• Task to carry out
Copy word for word the lines from the start of the records through the line that contains "(EntityKind::Protocol, PendingApproval) =>", both included.

(Stored data entries)
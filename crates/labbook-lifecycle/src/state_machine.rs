//! Per-kind status transition graphs
//!
//! Plain edits consult these only in strict mode; review outcomes are
//! reachable through approve/reject alone.

use labbook_core::{EngineError, EntityKind, RecordStatus};

/// Validates a status change for a kind against its transition graph.
///
/// Only consulted for plain edits when strict transitions are configured;
/// the dedicated operations (approve, receive, ...) carry their own
/// preconditions.
///
/// # Errors
/// - `ValidationError` if `to` is not a status of `kind`
/// - `InvalidTransition` if the graph has no `from` → `to` edge
pub fn validate_transition(
    kind: EntityKind,
    from: RecordStatus,
    to: RecordStatus,
) -> Result<(), EngineError> {
    kind.check_status(to)?;
    if from == to || allowed(kind, from, to) {
        Ok(())
    } else {
        Err(EngineError::invalid_transition(
            kind,
            from,
            format!("move to '{to}'"),
        ))
    }
}

/// Statuses reachable from `from` in one step; empty for terminal states
#[must_use]
pub fn allowed_transitions(kind: EntityKind, from: RecordStatus) -> Vec<RecordStatus> {
    use RecordStatus::*;
    match (kind, from) {
        (EntityKind::Project, PendingApproval) => vec![Approved, Rejected],
        (EntityKind::Project, Approved) => vec![InProgress],
        (EntityKind::Project, InProgress) => vec![Completed],
        (EntityKind::Project, Rejected) => vec![PendingApproval],

        (EntityKind::Protocol, Draft) => vec![PendingApproval],
        (EntityKind::Protocol, PendingApproval) => vec![Approved, Rejected, Draft],
        (EntityKind::Protocol, Approved) => vec![Archived],
        (EntityKind::Protocol, Rejected) => vec![Draft],

        (EntityKind::Experiment, Planned) => vec![InProgress, Cancelled],
        (EntityKind::Experiment, InProgress) => vec![Completed, OnHold, Cancelled],
        (EntityKind::Experiment, OnHold) => vec![InProgress, Cancelled],

        (EntityKind::ChemicalOrder, Requested) => vec![Ordered, Cancelled],
        (EntityKind::ChemicalOrder, Ordered) => vec![Shipped, Received, Cancelled],
        (EntityKind::ChemicalOrder, Shipped) => vec![Received, Cancelled],

        (EntityKind::PlasmidOrder, Ordered) => vec![InTransit, Received, Cancelled],
        (EntityKind::PlasmidOrder, InTransit) => vec![Received, Cancelled],

        // Derived: any stock state may follow any other.
        (EntityKind::ChemicalInventory, s) if kind.allows(s) => kind
            .statuses()
            .iter()
            .copied()
            .filter(|t| *t != s)
            .collect(),

        (EntityKind::Product, QcPending) => vec![QcPass, QcFail, QcNotApplicable],
        (EntityKind::Product, QcFail) => vec![QcPending],

        _ => vec![],
    }
}

fn allowed(kind: EntityKind, from: RecordStatus, to: RecordStatus) -> bool {
    allowed_transitions(kind, from).into_iter().any(|s| s == to)
}

/// Statuses reachable only through approve/reject
#[must_use]
pub fn is_review_outcome(kind: EntityKind, status: RecordStatus) -> bool {
    matches!(
        (kind, status),
        (
            EntityKind::Project | EntityKind::Protocol,
            RecordStatus::Approved | RecordStatus::Rejected
        )
    )
}

/// Terminal statuses have no outgoing edges
#[must_use]
pub fn is_terminal(kind: EntityKind, status: RecordStatus) -> bool {
    allowed_transitions(kind, status).is_empty()
}

#[cfg(test)]
mod tests {
    use super::*;

    #[test]
    fn received_and_cancelled_orders_are_terminal() {
        for kind in [EntityKind::ChemicalOrder, EntityKind::PlasmidOrder] {
            assert!(is_terminal(kind, RecordStatus::Received));
            assert!(is_terminal(kind, RecordStatus::Cancelled));
        }
    }

    #[test]
    fn self_transition_is_noop() {
        assert!(validate_transition(
            EntityKind::Project,
            RecordStatus::Completed,
            RecordStatus::Completed
        )
        .is_ok());
    }

    #[test]
    fn foreign_status_is_validation_error() {
        let err = validate_transition(
            EntityKind::PlasmidOrder,
            RecordStatus::Ordered,
            RecordStatus::Shipped,
        )
        .unwrap_err();
        assert!(matches!(err, EngineError::ValidationError(_)));
    }

    #[test]
    fn allowed_transitions_follow_graph() {
        assert_eq!(
            allowed_transitions(EntityKind::Protocol, RecordStatus::Draft),
            vec![RecordStatus::PendingApproval]
        );
        assert!(allowed_transitions(EntityKind::Product, RecordStatus::QcPass).is_empty());
        assert_eq!(
            allowed_transitions(EntityKind::ChemicalInventory, RecordStatus::Expired).len(),
            3
        );
    }

    #[test]
    fn review_outcomes() {
        assert!(is_review_outcome(EntityKind::Protocol, RecordStatus::Approved));
        assert!(!is_review_outcome(EntityKind::Experiment, RecordStatus::InProgress));
        assert!(!is_review_outcome(EntityKind::Project, RecordStatus::Completed));
    }
}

• Task response
filename crates/labbook-lifecycle/src/state_machine.rs
//! Per-kind status transition graphs
//!
//! Plain edits consult these only in strict mode; review outcomes are
//! reachable through approve/reject alone.

use labbook_core::{EngineError, EntityKind, RecordStatus};

/// Validates a status change for a kind against its transition graph.
///
/// Only consulted for plain edits when strict transitions are configured;
/// the dedicated operations (approve, receive, ...) carry their own
/// preconditions.
///
/// # Errors
/// - `ValidationError` if `to` is not a status of `kind`
/// - `InvalidTransition` if the graph has no `from` → `to` edge
pub fn validate_transition(
    kind: EntityKind,
    from: RecordStatus,
    to: RecordStatus,
) -> Result<(), EngineError> {
    kind.check_status(to)?;
    if from == to || allowed(kind, from, to) {
        Ok(())
    } else {
        Err(EngineError::invalid_transition(
            kind,
            from,
            format!("move to '{to}'"),
        ))
    }
}

/// Statuses reachable from `from` in one step; empty for terminal states
#[must_use]
pub fn allowed_transitions(kind: EntityKind, from: RecordStatus) -> Vec<RecordStatus> {
    use RecordStatus::*;
    match (kind, from) {
        (EntityKind::Project, PendingApproval) => vec![Approved, Rejected],
        (EntityKind::Project, Approved) => vec![InProgress],
        (EntityKind::Project, InProgress) => vec![Completed],
        (EntityKind::Project, Rejected) => vec![PendingApproval],

        (EntityKind::Protocol, Draft) => vec![PendingApproval],
        (EntityKind::Protocol, PendingApproval) => vec![Approved, Rejected, Draft],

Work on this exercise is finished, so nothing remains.